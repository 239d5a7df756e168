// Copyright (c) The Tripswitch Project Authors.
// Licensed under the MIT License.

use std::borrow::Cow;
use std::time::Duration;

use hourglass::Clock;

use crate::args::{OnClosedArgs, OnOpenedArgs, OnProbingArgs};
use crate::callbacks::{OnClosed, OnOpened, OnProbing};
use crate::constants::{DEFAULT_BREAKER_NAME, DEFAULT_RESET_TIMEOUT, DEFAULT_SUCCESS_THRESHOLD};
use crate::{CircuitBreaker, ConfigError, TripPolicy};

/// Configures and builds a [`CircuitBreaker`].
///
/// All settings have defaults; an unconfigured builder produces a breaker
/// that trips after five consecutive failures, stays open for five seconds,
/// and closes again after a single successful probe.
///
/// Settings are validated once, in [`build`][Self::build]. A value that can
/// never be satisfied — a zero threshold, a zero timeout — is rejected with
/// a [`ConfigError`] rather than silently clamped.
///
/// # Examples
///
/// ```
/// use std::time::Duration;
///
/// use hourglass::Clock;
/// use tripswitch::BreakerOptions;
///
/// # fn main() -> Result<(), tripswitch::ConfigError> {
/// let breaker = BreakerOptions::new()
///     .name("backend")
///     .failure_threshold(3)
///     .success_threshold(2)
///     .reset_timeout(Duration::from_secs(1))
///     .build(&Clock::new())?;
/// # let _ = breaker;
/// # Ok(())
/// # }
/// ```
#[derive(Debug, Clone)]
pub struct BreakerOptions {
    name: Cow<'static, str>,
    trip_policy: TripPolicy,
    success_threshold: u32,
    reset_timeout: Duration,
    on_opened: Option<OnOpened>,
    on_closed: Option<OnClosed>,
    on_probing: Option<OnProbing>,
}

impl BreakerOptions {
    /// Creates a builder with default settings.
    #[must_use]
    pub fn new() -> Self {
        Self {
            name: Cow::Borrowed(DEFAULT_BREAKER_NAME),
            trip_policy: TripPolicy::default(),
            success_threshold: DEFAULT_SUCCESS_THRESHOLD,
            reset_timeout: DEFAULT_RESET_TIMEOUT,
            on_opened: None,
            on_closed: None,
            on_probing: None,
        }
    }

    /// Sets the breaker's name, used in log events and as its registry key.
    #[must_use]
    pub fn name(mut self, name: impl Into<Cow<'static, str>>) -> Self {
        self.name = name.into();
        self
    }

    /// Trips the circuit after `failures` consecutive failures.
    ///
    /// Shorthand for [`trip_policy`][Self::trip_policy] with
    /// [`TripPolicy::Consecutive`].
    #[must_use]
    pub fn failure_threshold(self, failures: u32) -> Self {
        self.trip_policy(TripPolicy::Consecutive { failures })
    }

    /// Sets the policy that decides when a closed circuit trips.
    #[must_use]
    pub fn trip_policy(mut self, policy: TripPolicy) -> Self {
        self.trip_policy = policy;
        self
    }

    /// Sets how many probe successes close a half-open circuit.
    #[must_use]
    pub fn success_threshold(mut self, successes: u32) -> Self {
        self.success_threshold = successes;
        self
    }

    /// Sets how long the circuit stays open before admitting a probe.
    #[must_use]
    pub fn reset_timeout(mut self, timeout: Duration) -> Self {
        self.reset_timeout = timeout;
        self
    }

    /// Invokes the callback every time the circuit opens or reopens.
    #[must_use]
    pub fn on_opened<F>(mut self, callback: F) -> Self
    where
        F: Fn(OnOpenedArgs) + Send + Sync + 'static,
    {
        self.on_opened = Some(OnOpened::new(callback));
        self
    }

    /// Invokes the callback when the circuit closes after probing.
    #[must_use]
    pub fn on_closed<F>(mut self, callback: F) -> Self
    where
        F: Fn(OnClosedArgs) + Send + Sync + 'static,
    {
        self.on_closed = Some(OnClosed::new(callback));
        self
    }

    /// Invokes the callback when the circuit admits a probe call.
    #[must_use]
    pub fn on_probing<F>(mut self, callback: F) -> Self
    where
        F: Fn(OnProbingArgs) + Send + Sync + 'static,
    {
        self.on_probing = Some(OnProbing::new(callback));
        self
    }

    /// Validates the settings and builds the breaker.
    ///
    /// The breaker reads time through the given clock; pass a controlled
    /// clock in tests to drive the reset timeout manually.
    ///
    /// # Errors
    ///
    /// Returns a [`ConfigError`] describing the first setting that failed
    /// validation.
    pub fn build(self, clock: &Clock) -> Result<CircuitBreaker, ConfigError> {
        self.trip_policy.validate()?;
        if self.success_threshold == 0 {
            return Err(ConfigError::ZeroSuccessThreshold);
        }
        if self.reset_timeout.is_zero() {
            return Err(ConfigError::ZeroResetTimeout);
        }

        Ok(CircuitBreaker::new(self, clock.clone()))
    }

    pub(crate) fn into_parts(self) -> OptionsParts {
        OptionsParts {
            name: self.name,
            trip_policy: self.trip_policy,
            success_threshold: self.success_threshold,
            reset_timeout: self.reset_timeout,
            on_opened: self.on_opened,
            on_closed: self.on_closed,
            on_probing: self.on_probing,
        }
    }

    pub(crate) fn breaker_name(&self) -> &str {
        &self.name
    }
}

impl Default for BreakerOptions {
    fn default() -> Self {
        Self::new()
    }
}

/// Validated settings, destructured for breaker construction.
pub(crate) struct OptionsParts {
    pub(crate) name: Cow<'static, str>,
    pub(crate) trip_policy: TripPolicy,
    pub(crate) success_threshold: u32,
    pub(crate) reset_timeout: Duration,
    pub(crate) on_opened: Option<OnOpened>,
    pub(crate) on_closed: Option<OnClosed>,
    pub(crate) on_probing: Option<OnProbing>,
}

* * * * * * * * *

• **Requirement**: What is the number of lines in the material above that carry the word "static"? Respond with that count and nothing more.

• **Task result**: 6